ASME 2012 Summer Bioengineering Conference, Parts A and B ◽

10.1115/sbc2012-80586 ◽

2012 ◽

Author(s):

M. Hu ◽

R. Yeh ◽

M. Lien ◽

Y. X. Qin

Keyword(s):

Fluid Flow ◽

Bone Tissue ◽

Bone Adaptation ◽

Hindlimb Suspension ◽

Osteoporotic Bone ◽

Hydraulic Stimulation ◽

Structural Deterioration ◽

Bone Fluid Flow ◽

Cord Injury

Osteoporosis is a debilitating disease characterized as decreased bone mass and structural deterioration of bone tissue. Osteoporotic bone tissue turns itself into altered structure, which leads to weaker bones that are more susceptible for fractures. While often happening in elderly, long-term bed-rest patients, e.g. spinal cord injury, and astronauts who participate in long-duration spaceflights, osteoporosis has been considered as a major public health thread and causes great medical cost impacts to the society. Mechanobiology and novel stimulation on regulating bone health have long been recognized.
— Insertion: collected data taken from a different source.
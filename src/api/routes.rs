//! API route configuration.

use axum::Router;
use axum::routing::{delete, get, post, put};
use tower_http::normalize_path::NormalizePath;
use tower_http::trace::TraceLayer;
use utoipa::OpenApi;
use utoipa_scalar::{Scalar, Servable};

use super::handlers::{self, DeleteResponse, ErrorResponse, ProductPayload, ProductResponse};
use super::state::AppState;
use crate::db::Database;

/// Build routes with generic database type.
///
/// This macro reduces boilerplate when registering handlers that are generic
/// over the Database trait. It applies the turbofish operator automatically.
macro_rules! routes {
    ($D:ty => {
        $($method:ident $path:literal => $($handler:ident)::+),* $(,)?
    }) => {{
        let router = Router::new();
        $(
            let router = router.route($path, $method($($handler)::+::<$D>));
        )*
        router
    }};
}

/// OpenAPI documentation
#[derive(OpenApi)]
#[openapi(
    info(
        title = "Product API",
        version = "0.1.0",
        description = "CRUD API for products",
        license(name = "GPL-2.0")
    ),
    paths(
        handlers::list_products,
        handlers::get_product,
        handlers::create_product,
        handlers::update_product,
        handlers::delete_product,
    ),
    components(schemas(ProductResponse, ProductPayload, DeleteResponse, ErrorResponse)),
    tags((name = "products", description = "Product management endpoints"))
)]
pub struct ApiDoc;

/// The full HTTP service: router plus trailing-slash normalization.
pub type App = NormalizePath<Router>;

/// Create the API router.
///
/// Unmatched paths and methods fall through to axum's default 404/405.
pub fn create_router<D: Database + 'static>(state: AppState<D>, enable_docs: bool) -> Router {
    let product_routes = routes!(D => {
        get "/products" => handlers::list_products,
        post "/product" => handlers::create_product,
        put "/product/{id}" => handlers::update_product,
        get "/product/{id}" => handlers::get_product,
        delete "/product/{id}" => handlers::delete_product,
    });

    let router = if enable_docs {
        product_routes.merge(Scalar::with_url("/docs", ApiDoc::openapi()))
    } else {
        product_routes
    };

    router.with_state(state)
}

/// Create the servable application.
///
/// Path normalization has to wrap the router rather than be layered inside
/// it, otherwise routing happens before the trailing slash is trimmed.
pub fn create_app<D: Database + 'static>(state: AppState<D>, enable_docs: bool) -> App {
    let router = create_router(state, enable_docs).layer(TraceLayer::new_for_http());
    NormalizePath::trim_trailing_slash(router)
}
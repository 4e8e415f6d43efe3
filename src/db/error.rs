//! Database error types.
//!
//! This module provides abstracted error types for database operations.
//! It uses miette for fancy diagnostic output and thiserror for derive macros.
//! The error types are storage-backend agnostic.

use miette::Diagnostic;
use thiserror::Error;

/// Database operation errors.
#[derive(Error, Diagnostic, Debug)]
pub enum DbError {
    #[error("Entity not found: {entity_type} with id '{id}'")]
    #[diagnostic(code(product_api::db::not_found))]
    NotFound { entity_type: String, id: String },

    #[error("Database error: {message}")]
    #[diagnostic(code(product_api::db::database_error))]
    Database { message: String },

    #[error("Connection error: {message}")]
    #[diagnostic(
        code(product_api::db::connection_error),
        help("Check that the database path exists and is writable")
    )]
    Connection { message: String },
}

impl DbError {
    /// Shorthand for a missing product row.
    pub fn product_not_found(id: i64) -> Self {
        DbError::NotFound {
            entity_type: "Product".to_string(),
            id: id.to_string(),
        }
    }
}

impl From<sqlx::Error> for DbError {
    fn from(e: sqlx::Error) -> Self {
        DbError::Database {
            message: e.to_string(),
        }
    }
}

/// Result type for database operations.
pub type DbResult<T> = Result<T, DbError>;
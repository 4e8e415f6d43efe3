//! Request handlers.

mod products;
mod response;


pub use products::*;
pub use response::*;
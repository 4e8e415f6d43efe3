//! SQLite database connection and schema management.

use std::path::Path;
use std::str::FromStr;

use sqlx::SqlitePool;
use sqlx::sqlite::{SqliteConnectOptions, SqlitePoolOptions};
use tracing::debug;

use super::product::SqliteProductRepository;
use crate::db::{Database, DbError, DbResult};

const SCHEMA: &str = "CREATE TABLE IF NOT EXISTS product (
    id INTEGER PRIMARY KEY AUTOINCREMENT,
    name TEXT NOT NULL,
    quantity INTEGER NOT NULL,
    price REAL NOT NULL
)";

/// SQLite database implementation.
///
/// Provides access to repositories via associated types, avoiding dynamic dispatch.
pub struct SqliteDatabase {
    pool: SqlitePool,
}

impl SqliteDatabase {
    /// Open a database at the given path, creating the file if needed.
    pub async fn open<P: AsRef<Path>>(path: P) -> DbResult<Self> {
        let options = SqliteConnectOptions::new()
            .filename(path.as_ref())
            .create_if_missing(true);

        let pool = SqlitePoolOptions::new()
            .connect_with(options)
            .await
            .map_err(|e| DbError::Connection {
                message: e.to_string(),
            })?;

        debug!(path = %path.as_ref().display(), "Opened SQLite database");
        Ok(Self { pool })
    }

    /// Create an in-memory database (useful for testing).
    ///
    /// Each SQLite connection gets its own in-memory database, so the pool is
    /// pinned to a single connection that never expires.
    pub async fn in_memory() -> DbResult<Self> {
        let options =
            SqliteConnectOptions::from_str("sqlite::memory:").map_err(|e| DbError::Connection {
                message: e.to_string(),
            })?;

        let pool = SqlitePoolOptions::new()
            .max_connections(1)
            .min_connections(1)
            .idle_timeout(None)
            .max_lifetime(None)
            .connect_with(options)
            .await
            .map_err(|e| DbError::Connection {
                message: e.to_string(),
            })?;

        Ok(Self { pool })
    }

    /// Get the underlying connection pool.
    pub fn pool(&self) -> &SqlitePool {
        &self.pool
    }
}

impl Database for SqliteDatabase {
    type Products<'a> = SqliteProductRepository<'a>;

    async fn init_schema(&self) -> DbResult<()> {
        sqlx::query(SCHEMA).execute(&self.pool).await?;
        Ok(())
    }

    fn products(&self) -> Self::Products<'_> {
        SqliteProductRepository { pool: &self.pool }
    }
}
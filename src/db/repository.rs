//! Repository traits for data access abstraction.
//!
//! These traits define the contract for data access, allowing different
//! storage backends to be swapped without changing the HTTP layer.

use std::future::Future;

use crate::db::{DbResult, models::Product};

/// Repository for Product operations.
///
/// Every call is a fresh round trip to storage; nothing is cached.
pub trait ProductRepository {
    /// Get all products ordered by id ascending.
    fn list(&self) -> impl Future<Output = DbResult<Vec<Product>>> + Send;

    /// Get a product by id.
    ///
    /// Returns `DbError::NotFound` when no row matches.
    fn get(&self, id: i64) -> impl Future<Output = DbResult<Product>> + Send;

    /// Insert a product and return it with its storage-assigned id.
    ///
    /// The `id` field of the input is ignored.
    fn create(&self, product: &Product) -> impl Future<Output = DbResult<Product>> + Send;

    /// Overwrite every field except the id of the row at `id`.
    ///
    /// Returns the number of rows affected. A missing id is not an error.
    fn update(&self, id: i64, product: &Product) -> impl Future<Output = DbResult<u64>> + Send;

    /// Delete the row at `id`.
    ///
    /// Returns the number of rows affected. A missing id is not an error.
    fn delete(&self, id: i64) -> impl Future<Output = DbResult<u64>> + Send;
}

/// Combined database interface.
///
/// Repositories are exposed through associated types so handlers stay
/// statically dispatched.
pub trait Database: Send + Sync {
    type Products<'a>: ProductRepository + Send + Sync
    where
        Self: 'a;

    /// Create the tables the repositories rely on, if missing.
    fn init_schema(&self) -> impl Future<Output = DbResult<()>> + Send;

    /// Get the product repository.
    fn products(&self) -> Self::Products<'_>;
}
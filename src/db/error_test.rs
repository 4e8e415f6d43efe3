//! Tests for database error types.

use crate::db::{DbError, DbResult};

#[test]
fn not_found_error_displays_correctly() {
    let err = DbError::NotFound {
        entity_type: "Product".to_string(),
        id: "42".to_string(),
    };
    assert_eq!(err.to_string(), "Entity not found: Product with id '42'");
}

#[test]
fn product_not_found_uses_product_entity_type() {
    match DbError::product_not_found(7) {
        DbError::NotFound { entity_type, id } => {
            assert_eq!(entity_type, "Product");
            assert_eq!(id, "7");
        }
        other => panic!("Expected NotFound, got {:?}", other),
    }
}

#[test]
fn database_error_displays_correctly() {
    let err = DbError::Database {
        message: "no such table: product".to_string(),
    };
    assert_eq!(err.to_string(), "Database error: no such table: product");
}

#[test]
fn connection_error_displays_correctly() {
    let err = DbError::Connection {
        message: "unable to open database file".to_string(),
    };
    assert_eq!(
        err.to_string(),
        "Connection error: unable to open database file"
    );
}

#[test]
fn sqlx_errors_convert_to_database_errors() {
    let err: DbError = sqlx::Error::RowNotFound.into();
    assert!(matches!(err, DbError::Database { .. }));
}

#[test]
fn db_result_carries_errors() {
    fn fails() -> DbResult<()> {
        Err(DbError::product_not_found(1))
    }
    assert!(fails().is_err());
}
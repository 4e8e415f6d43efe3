//! Application state for the API server.

use std::sync::Arc;

use crate::db::Database;

/// Shared application state.
///
/// Owns the database for the lifetime of the server. Every handler receives
/// a clone through axum's `State` extractor, so separate instances (one per
/// test, for example) never share storage.
pub struct AppState<D: Database> {
    db: Arc<D>,
}

// Manual Clone impl - only the Arc needs to be cloneable, not D
impl<D: Database> Clone for AppState<D> {
    fn clone(&self) -> Self {
        Self {
            db: Arc::clone(&self.db),
        }
    }
}

impl<D: Database> AppState<D> {
    /// Create a new AppState around the given database.
    pub fn new(db: D) -> Self {
        Self { db: Arc::new(db) }
    }

    /// Get a reference to the database.
    pub fn db(&self) -> &D {
        &self.db
    }
}
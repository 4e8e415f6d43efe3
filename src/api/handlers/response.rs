//! Response helpers shared by all handlers.
//!
//! Successful responses are `Json` values paired with a status code; failures
//! are always `{"error": "<message>"}` bodies.

use axum::{Json, http::StatusCode};
use serde::Serialize;
use tracing::error;
use utoipa::ToSchema;

use crate::db::DbError;

/// Error response DTO
#[derive(Debug, Serialize, ToSchema)]
pub struct ErrorResponse {
    /// Error message
    #[schema(example = "Product not found")]
    pub error: String,
}

/// Result type returned by handlers.
pub type ApiResult<T> = Result<T, (StatusCode, Json<ErrorResponse>)>;

pub const INVALID_PRODUCT_ID: &str = "Invalid product ID";
pub const INVALID_PAYLOAD: &str = "Invalid request payload";
pub const PRODUCT_NOT_FOUND: &str = "Product not found";

/// Wrap a message as a JSON error body with the given status.
pub fn error_response(
    status: StatusCode,
    message: impl Into<String>,
) -> (StatusCode, Json<ErrorResponse>) {
    (
        status,
        Json(ErrorResponse {
            error: message.into(),
        }),
    )
}

/// Map a storage failure to its HTTP form.
///
/// `NotFound` becomes 404; everything else is a 500 carrying the error text.
pub fn db_error_response(e: DbError) -> (StatusCode, Json<ErrorResponse>) {
    match e {
        DbError::NotFound { .. } => error_response(StatusCode::NOT_FOUND, PRODUCT_NOT_FOUND),
        _ => {
            error!(error = %e, "Storage operation failed");
            error_response(StatusCode::INTERNAL_SERVER_ERROR, e.to_string())
        }
    }
}
//! Database path resolution.

use std::env;
use std::path::PathBuf;

/// Environment variable consulted when no explicit path is given.
pub const DB_PATH_ENV: &str = "PRODUCT_API_DB";

/// File name used when neither a flag nor the environment names a database.
pub const DEFAULT_DB_FILE: &str = "products.db";

/// Resolve the database file path.
///
/// Precedence: explicit path > `PRODUCT_API_DB` > `products.db` in the
/// working directory.
pub fn resolve_db_path(explicit: Option<PathBuf>) -> PathBuf {
    explicit
        .or_else(|| env::var(DB_PATH_ENV).ok().map(PathBuf::from))
        .unwrap_or_else(|| PathBuf::from(DEFAULT_DB_FILE))
}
Loading induced bone fluid flow, as a critical mechanotransductive promoter, has been demonstrated to regulate cellular signaling, osteogenesis, and bone adaptation [4]. As one of the factors that mediate bone fluid flow, intromedullary pressure (ImP) creates a pressure gradient that further influence the magnitude of mechanotransductory signals [5]. As for a potential translational development of ImP, our group has recently introduced a novel, non-invasive dynamic hydraulic stimulation (DHS) on bone structural enhancement. Its promising effects on inhibition of disuse bone loss has been shown with 2 Hz loading through a 4-week hindlimb suspension rat study followed by microCT analysis. At the cellular level, mesenchymal stem cells (MSCs) are defined by their self-renewal ability and that to potentially differentiate into the cells that form tissues such as bone [1]. To further elucidate the cellular effects of DHS and its potential mechanism on bone quality enhancement, the objective of this study was to measure MSC quantification in response to the in vivo mechanical signals driven by DHS.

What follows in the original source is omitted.